Stored items
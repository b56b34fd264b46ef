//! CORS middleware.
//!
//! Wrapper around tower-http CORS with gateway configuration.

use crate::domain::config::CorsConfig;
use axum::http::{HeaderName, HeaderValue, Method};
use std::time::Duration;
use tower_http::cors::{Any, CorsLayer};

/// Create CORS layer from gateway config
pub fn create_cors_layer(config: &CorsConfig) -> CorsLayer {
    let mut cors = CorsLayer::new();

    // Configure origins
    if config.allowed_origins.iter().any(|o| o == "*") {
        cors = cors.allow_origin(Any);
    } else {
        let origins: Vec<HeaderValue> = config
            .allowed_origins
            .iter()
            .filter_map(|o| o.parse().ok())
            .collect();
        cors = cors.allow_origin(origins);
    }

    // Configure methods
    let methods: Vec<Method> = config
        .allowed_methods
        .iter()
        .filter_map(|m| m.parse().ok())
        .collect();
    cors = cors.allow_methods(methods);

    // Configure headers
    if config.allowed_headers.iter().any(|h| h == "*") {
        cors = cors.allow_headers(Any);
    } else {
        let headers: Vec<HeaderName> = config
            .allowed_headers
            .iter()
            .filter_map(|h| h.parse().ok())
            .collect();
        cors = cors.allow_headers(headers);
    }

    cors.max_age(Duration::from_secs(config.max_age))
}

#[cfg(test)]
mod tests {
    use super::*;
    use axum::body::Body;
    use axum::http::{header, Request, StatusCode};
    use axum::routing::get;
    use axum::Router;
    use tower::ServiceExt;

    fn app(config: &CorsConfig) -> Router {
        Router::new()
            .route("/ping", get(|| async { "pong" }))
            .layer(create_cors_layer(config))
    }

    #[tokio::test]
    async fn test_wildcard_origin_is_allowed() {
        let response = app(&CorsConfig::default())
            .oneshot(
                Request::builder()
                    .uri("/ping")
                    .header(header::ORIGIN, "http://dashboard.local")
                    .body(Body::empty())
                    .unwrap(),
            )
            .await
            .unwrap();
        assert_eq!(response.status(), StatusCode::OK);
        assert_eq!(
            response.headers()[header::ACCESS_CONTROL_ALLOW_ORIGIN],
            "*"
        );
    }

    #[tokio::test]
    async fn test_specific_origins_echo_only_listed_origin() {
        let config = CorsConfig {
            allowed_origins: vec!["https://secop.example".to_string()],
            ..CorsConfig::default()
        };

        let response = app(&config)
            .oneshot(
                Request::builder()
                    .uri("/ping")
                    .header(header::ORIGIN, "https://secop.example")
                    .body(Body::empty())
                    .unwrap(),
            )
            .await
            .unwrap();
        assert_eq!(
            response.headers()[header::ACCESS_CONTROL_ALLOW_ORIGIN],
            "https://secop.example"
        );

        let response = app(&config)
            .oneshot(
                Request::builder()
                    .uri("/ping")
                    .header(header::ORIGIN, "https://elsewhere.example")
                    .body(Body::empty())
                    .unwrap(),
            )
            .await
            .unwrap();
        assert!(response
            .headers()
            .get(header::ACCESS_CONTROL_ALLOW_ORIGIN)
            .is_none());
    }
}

▶ _WHAT YOU SHOULD DO_
Reproduce every record above exactly.

▶ _ANSWER SPACE_
repository b56b34fd264b46ef
//! CORS middleware.
//!
//! Wrapper around tower-http CORS with gateway configuration.

use crate::domain::config::CorsConfig;
use axum::http::{HeaderName, HeaderValue, Method};
use std::time::Duration;
use tower_http::cors::{Any, CorsLayer};

/// Create CORS layer from gateway config
pub fn create_cors_layer(config: &CorsConfig) -> CorsLayer {
    let mut cors = CorsLayer::new();

    // Configure origins
    if config.allowed_origins.iter().any(|o| o == "*") {
        cors = cors.allow_origin(Any);
    } else {
        let origins: Vec<HeaderValue> = config
            .allowed_origins
            .iter()
            .filter_map(|o| o.parse().ok())
            .collect();
        cors = cors.allow_origin(origins);
    }

    // Configure methods
    let methods: Vec<Method> = config
        .allowed_methods
        .iter()
        .filter_map(|m| m.parse().ok())
        .collect();
    cors = cors.allow_methods(methods);

    // Configure headers
    if config.allowed_headers.iter().any(|h| h == "*") {
        cors = cors.allow_headers(Any);
    } else {
        let headers: Vec<HeaderName> = config
            .allowed_headers
            .iter()
            .filter_map(|h| h.parse().ok())
            .collect();
        cors = cors.allow_headers(headers);
    }

    cors.max_age(Duration::from_secs(config.max_age))
}

#[cfg(test)]
mod tests {
    use super::*;
    use axum::body::Body;
    use axum::http::{header, Request, StatusCode};
    use axum::routing::get;
    use axum::Router;
    use tower::ServiceExt;

    fn app(config: &CorsConfig) -> Router {
        Router::new()
            .route("/ping", get(|| async { "pong" }))
            .layer(create_cors_layer(config))
    }

    #[tokio::test]
    async fn test_wildcard_origin_is_allowed() {
        let response = app(&CorsConfig::default())
            .oneshot(
                Request::builder()
                    .uri("/ping")
                    .header(header::ORIGIN, "http://dashboard.local")
                    .body(Body::empty())
                    .unwrap(),
            )
            .await
            .unwrap();
        assert_eq!(response.status(), StatusCode::OK);
        assert_eq!(
            response.headers()[header::ACCESS_CONTROL_ALLOW_ORIGIN],
            "*"
        );
    }

    #[tokio::test]
    async fn test_specific_origins_echo_only_listed_origin() {
        let config = CorsConfig {
            allowed_origins: vec!["https://secop.example".to_string()],
            ..CorsConfig::default()
        };

        let response = app(&config)
            .oneshot(
                Request::builder()
                    .uri("/ping")
                    .header(header::ORIGIN, "https://secop.example")
                    .body(Body::empty())
                    .unwrap(),
            )
            .await
            .unwrap();
        assert_eq!(
            response.headers()[header::ACCESS_CONTROL_ALLOW_ORIGIN],
            "https://secop.example"
        );

        let response = app(&config)
            .oneshot(
                Request::builder()
                    .uri("/ping")
                    .header(header::ORIGIN, "https://elsewhere.example")
                    .body(Body::empty())
                    .unwrap(),
            )
            .await
            .unwrap();
        assert!(response
            .headers()
            .get(header::ACCESS_CONTROL_ALLOW_ORIGIN)
            .is_none());
    }
}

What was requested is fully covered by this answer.